Cultura
17 Maggio 2026, 00:02
Giovanni Segantini: calendario prodotto nel 1959 da Assicurazioni Generali
Matilde Di Cesare
Mi incuriosiva sempre molto il calendario dell'anno nuovo, non tanto per le ricorrenze, no, ma per le stampe dedicate a ciascun mese. A rinnovare il tempo che ci saremo ritrovati a spendere, provvedeva puntualmente mio padre. Veniva posto in cucina, accanto alla credenza, che era di colore azzurro. Ad essa mi appoggiavo, meglio, mi abbandonavo per sfogliare l'anno nuovo.

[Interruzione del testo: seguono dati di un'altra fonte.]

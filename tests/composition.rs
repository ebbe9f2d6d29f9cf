// Composition tests — the engine over scripted classifier doubles.
//
// These exercise the data flow classifier -> verdicts -> statistics with
// no network, filesystem, or model dependency: order preservation, index
// alignment, idempotence, fail-fast batch abort, and the documented
// scenarios.

use std::collections::HashMap;
use std::sync::atomic::{AtomicUsize, Ordering};
use std::sync::Arc;

use async_trait::async_trait;

use palisade::classifier::traits::{ClassifierUnavailable, LabelScore, TextClassifier};
use palisade::moderation::engine::ModerationEngine;
use palisade::moderation::verdict::VerdictStatus;

/// Deterministic classifier: maps exact texts to toxic scores, with a
/// default for anything unlisted. Emits the full label set a real model
/// would, so verdict derivation sees realistic input.
struct ScriptedClassifier {
    scores: HashMap<String, f64>,
    default_score: f64,
}

impl ScriptedClassifier {
    fn new(entries: &[(&str, f64)]) -> Self {
        Self {
            scores: entries
                .iter()
                .map(|(text, score)| (text.to_string(), *score))
                .collect(),
            default_score: 0.02,
        }
    }
}

#[async_trait]
impl TextClassifier for ScriptedClassifier {
    async fn classify(&self, text: &str) -> Result<Vec<LabelScore>, ClassifierUnavailable> {
        let toxic = self.scores.get(text).copied().unwrap_or(self.default_score);
        Ok(vec![
            LabelScore::new("toxic", toxic),
            LabelScore::new("insult", toxic * 0.8),
            LabelScore::new("threat", 0.01),
        ])
    }
}

/// Fails on one specific text, succeeds on everything else. Counts calls
/// so tests can assert where the batch stopped.
struct TrippingClassifier {
    poison: String,
    calls: AtomicUsize,
}

impl TrippingClassifier {
    fn new(poison: &str) -> Self {
        Self {
            poison: poison.to_string(),
            calls: AtomicUsize::new(0),
        }
    }
}

#[async_trait]
impl TextClassifier for TrippingClassifier {
    async fn classify(&self, text: &str) -> Result<Vec<LabelScore>, ClassifierUnavailable> {
        self.calls.fetch_add(1, Ordering::SeqCst);
        if text == self.poison {
            return Err(ClassifierUnavailable::new("model crashed"));
        }
        Ok(vec![LabelScore::new("toxic", 0.1)])
    }
}

/// A classifier whose model never reports any toxic-like class.
struct NoToxicLabelClassifier;

#[async_trait]
impl TextClassifier for NoToxicLabelClassifier {
    async fn classify(&self, _text: &str) -> Result<Vec<LabelScore>, ClassifierUnavailable> {
        Ok(vec![
            LabelScore::new("insult", 0.95),
            LabelScore::new("threat", 0.9),
        ])
    }
}

fn engine_with(entries: &[(&str, f64)]) -> ModerationEngine {
    ModerationEngine::new(Arc::new(ScriptedClassifier::new(entries)))
}

// ============================================================
// Single moderation — documented scenarios
// ============================================================

#[tokio::test]
async fn polite_text_is_safe() {
    let engine = engine_with(&[("Thank you so much for your help!", 0.02)]);
    let verdict = engine
        .moderate("Thank you so much for your help!", 0.5)
        .await
        .unwrap();

    assert!(!verdict.is_toxic);
    assert_eq!(verdict.confidence, 2.0);
    assert_eq!(verdict.status, VerdictStatus::Safe);
    assert_eq!(verdict.threshold, 50.0);
}

#[tokio::test]
async fn hostile_text_is_flagged() {
    let engine = engine_with(&[("You're an idiot and I hate you!", 0.91)]);
    let verdict = engine
        .moderate("You're an idiot and I hate you!", 0.5)
        .await
        .unwrap();

    assert!(verdict.is_toxic);
    assert_eq!(verdict.confidence, 91.0);
    assert_eq!(verdict.status, VerdictStatus::Flagged);
}

#[tokio::test]
async fn empty_text_is_classified_not_rejected() {
    let engine = engine_with(&[("", 0.02)]);
    let verdict = engine.moderate("", 0.5).await.unwrap();
    assert_eq!(verdict.text, "");
    assert!(!verdict.is_toxic);
}

#[tokio::test]
async fn moderation_is_idempotent_against_a_deterministic_classifier() {
    let engine = engine_with(&[("same text", 0.42)]);
    let first = engine.moderate("same text", 0.4).await.unwrap();
    let second = engine.moderate("same text", 0.4).await.unwrap();

    assert_eq!(first.text, second.text);
    assert_eq!(first.is_toxic, second.is_toxic);
    assert_eq!(first.confidence, second.confidence);
    assert_eq!(first.status, second.status);
    assert_eq!(first.threshold, second.threshold);
}

#[tokio::test]
async fn model_without_toxic_class_yields_safe_zero_confidence() {
    let engine = ModerationEngine::new(Arc::new(NoToxicLabelClassifier));
    // Threshold 0.0 would flag any positive toxic score — but there is none
    let verdict = engine.moderate("anything", 0.0).await.unwrap();

    assert!(!verdict.is_toxic);
    assert_eq!(verdict.confidence, 0.0);
    assert_eq!(verdict.status, VerdictStatus::Safe);
}

// ============================================================
// Batch moderation — ordering and statistics
// ============================================================

#[tokio::test]
async fn batch_scenario_with_four_texts() {
    let texts: Vec<String> = ["polite", "rude", "neutral", "vile"]
        .iter()
        .map(|s| s.to_string())
        .collect();
    let engine = engine_with(&[
        ("polite", 0.02),
        ("rude", 0.85),
        ("neutral", 0.01),
        ("vile", 0.93),
    ]);

    let (verdicts, stats) = engine.moderate_batch(&texts, 0.5).await.unwrap();

    assert_eq!(verdicts.len(), texts.len());
    assert_eq!(stats.total, 4);
    assert_eq!(stats.flagged, 2);
    assert_eq!(stats.safe, 2);
    assert_eq!(stats.flagged_percentage, 50.0);
}

#[tokio::test]
async fn batch_results_align_with_input_indices() {
    let texts: Vec<String> = (0..6).map(|i| format!("text number {i}")).collect();
    let engine = engine_with(&[("text number 2", 0.99), ("text number 4", 0.88)]);

    let (verdicts, _) = engine.moderate_batch(&texts, 0.5).await.unwrap();

    for (i, verdict) in verdicts.iter().enumerate() {
        assert_eq!(verdict.text, texts[i], "verdict {i} must echo input {i}");
    }
    assert!(verdicts[2].is_toxic);
    assert!(verdicts[4].is_toxic);
    assert!(!verdicts[0].is_toxic);
}

#[tokio::test]
async fn empty_batch_yields_empty_results_and_zero_stats() {
    let engine = engine_with(&[]);
    let (verdicts, stats) = engine.moderate_batch(&[], 0.5).await.unwrap();

    assert!(verdicts.is_empty());
    assert_eq!(stats.total, 0);
    assert_eq!(stats.flagged, 0);
    assert_eq!(stats.safe, 0);
    assert_eq!(stats.flagged_percentage, 0.0);
}

#[tokio::test]
async fn batch_statuses_always_agree_with_flags() {
    let texts: Vec<String> = ["a", "b", "c"].iter().map(|s| s.to_string()).collect();
    let engine = engine_with(&[("a", 0.9), ("b", 0.5), ("c", 0.1)]);

    let (verdicts, _) = engine.moderate_batch(&texts, 0.5).await.unwrap();
    for verdict in &verdicts {
        assert_eq!(verdict.status, VerdictStatus::from_flag(verdict.is_toxic));
    }
}

// ============================================================
// Failure propagation — fail-fast, no retries
// ============================================================

#[tokio::test]
async fn unavailable_classifier_fails_single_moderation() {
    let classifier = TrippingClassifier::new("boom");
    let engine = ModerationEngine::new(Arc::new(classifier));

    let err = engine.moderate("boom", 0.5).await.unwrap_err();
    assert!(err.to_string().contains("classifier unavailable"));
}

#[tokio::test]
async fn batch_aborts_on_first_failing_item() {
    let classifier = Arc::new(TrippingClassifier::new("poison"));
    let engine = ModerationEngine::new(classifier.clone());

    let texts: Vec<String> = ["fine", "poison", "never reached", "never reached either"]
        .iter()
        .map(|s| s.to_string())
        .collect();

    let result = engine.moderate_batch(&texts, 0.5).await;
    assert!(result.is_err(), "one bad item must abort the whole batch");

    // Fail-fast: items after the failure are never classified, and the
    // failing item itself is not retried
    assert_eq!(classifier.calls.load(Ordering::SeqCst), 2);
}

#[tokio::test]
async fn single_failure_is_not_retried() {
    let classifier = Arc::new(TrippingClassifier::new("boom"));
    let engine = ModerationEngine::new(classifier.clone());

    let _ = engine.moderate("boom", 0.5).await;
    assert_eq!(classifier.calls.load(Ordering::SeqCst), 1);
}

// ============================================================
// Default sequential classify_batch preserves order
// ============================================================

#[tokio::test]
async fn default_classify_batch_matches_per_item_calls() {
    let classifier = ScriptedClassifier::new(&[("x", 0.7), ("y", 0.3)]);
    let texts: Vec<String> = ["x", "y"].iter().map(|s| s.to_string()).collect();

    let batched = classifier.classify_batch(&texts).await.unwrap();
    let single_x = classifier.classify("x").await.unwrap();
    let single_y = classifier.classify("y").await.unwrap();

    assert_eq!(batched.len(), 2);
    assert_eq!(batched[0], single_x);
    assert_eq!(batched[1], single_y);
}
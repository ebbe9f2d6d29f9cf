// Colored terminal output for one-off CLI moderation runs.
//
// The `check` subcommand delegates display here; the web layer never
// touches this module.

use colored::Colorize;

use crate::moderation::verdict::{BatchStats, Verdict};

/// Display a single verdict, colored by outcome.
pub fn display_verdict(index: usize, verdict: &Verdict) {
    let status = if verdict.is_toxic {
        verdict.status.as_str().red().bold()
    } else {
        verdict.status.as_str().green()
    };

    println!("{:>3}. [{}]", index + 1, status);
    println!("     Text: \"{}\"", truncate_chars(&verdict.text, 80));
    println!("     Toxicity confidence: {}%", verdict.confidence);
    println!();
}

/// Display batch statistics as a summary banner.
pub fn display_stats(stats: &BatchStats) {
    println!("{}", "=== Moderation Statistics ===".bold());
    println!("  Total texts:  {}", stats.total);
    println!("  {}         {}", "Safe:".green(), stats.safe);
    println!("  {}      {}", "Flagged:".red(), stats.flagged);
    println!("  Flagged rate: {}%", stats.flagged_percentage);
}

/// Truncate a string to at most `max_chars` characters, appending "..." if truncated.
///
/// Unlike byte slicing (`&text[..120]`), this respects UTF-8 character boundaries
/// and will never panic on multi-byte characters like emoji or accented letters.
pub fn truncate_chars(text: &str, max_chars: usize) -> String {
    let char_count = text.chars().count();
    if char_count <= max_chars {
        text.to_string()
    } else {
        let truncated: String = text.chars().take(max_chars).collect();
        format!("{truncated}...")
    }
}
// Moderation endpoints.
//
// POST /moderate       — single text
// POST /moderate/batch — multiple texts plus aggregate statistics
//
// Validation failures are 400s and never reach the engine; classifier
// failures surface as 500s with the adapter's message. A batch aborts as
// a whole on the first classifier failure — no partial results.

use axum::extract::State;
use axum::http::StatusCode;
use axum::response::{IntoResponse, Response};
use axum::Json;
use serde_json::Value;

use crate::validate;
use crate::web::{api_error, AppState};

/// POST /moderate — classify one text against the caller's threshold.
pub async fn moderate_single(
    State(state): State<AppState>,
    Json(payload): Json<Value>,
) -> Response {
    let request = match validate::parse_single(&payload) {
        Ok(request) => request,
        Err(e) => return api_error(StatusCode::BAD_REQUEST, &e.to_string()),
    };

    match state.engine.moderate(&request.text, request.threshold).await {
        Ok(verdict) => Json(serde_json::json!({
            "success": true,
            "result": verdict,
        }))
        .into_response(),
        Err(e) => {
            tracing::error!(error = %e, "Classifier failure on /moderate");
            api_error(StatusCode::INTERNAL_SERVER_ERROR, &e.to_string())
        }
    }
}

/// POST /moderate/batch — classify several texts and aggregate.
pub async fn moderate_batch(
    State(state): State<AppState>,
    Json(payload): Json<Value>,
) -> Response {
    let request = match validate::parse_batch(&payload) {
        Ok(request) => request,
        Err(e) => return api_error(StatusCode::BAD_REQUEST, &e.to_string()),
    };

    match state
        .engine
        .moderate_batch(&request.texts, request.threshold)
        .await
    {
        Ok((verdicts, stats)) => Json(serde_json::json!({
            "success": true,
            "results": verdicts,
            "statistics": stats,
        }))
        .into_response(),
        Err(e) => {
            tracing::error!(error = %e, "Classifier failure on /moderate/batch");
            api_error(StatusCode::INTERNAL_SERVER_ERROR, &e.to_string())
        }
    }
}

All'epoca, appena entrata nell’adolescenza, mi giungevano echi di movimenti letterari d'oltralpe, di rinascite letterarie in opposizione alla letteratura impegnata: usciva Françoise Sagan con il romanzo Bonjour tristesse contro La Nausea di Sartre. Giovanni Segantini, dunque, si fa strada fra le curiosità letterarie di quella ragazza e la trasporta sulle Alpi, in Engadina, dentro un’atmosfera tutta intima e familiare. A sollecitare il ricordo di quel calendario del 1959 è la notizia che il Musée Marmottan Monet di Parigi ospiterà la mostra Giovanni Segantini dal 29/IV al 16/VIII/2026. Il filo conduttore di questa mostra è la montagna. Entro nel calendario ed ecco “La ragazza che fa la calza”,
più in là, le vacche a pascolare. Avanzo nel tempo: “Le due madri”. I colori della radura dove sosta la giovane sono da questa emanati e così tutto si colora di quella freschezza. Nella stalla l'ambiente è riscaldato dalla cura delle due madri: la vacca a nutrire il vitello, la mamma il bambino, e la luce non differenzia.
Nel dipinto “Mezzogiorno sulle Alpi” la luce è data dall'abito della pastora che è blu come erano la credenza della cucina, le avvolgibili delle finestre e alcuni cordoncini del nostro antico copricapo, del pullover andino acquistato per Virgilio in Via del Vantaggio.
Segantini per dipingere sale ad alta quota, capta la luce e poi discende per raggiungere il nucleo, forse la fonte, la sorgente, le viscere.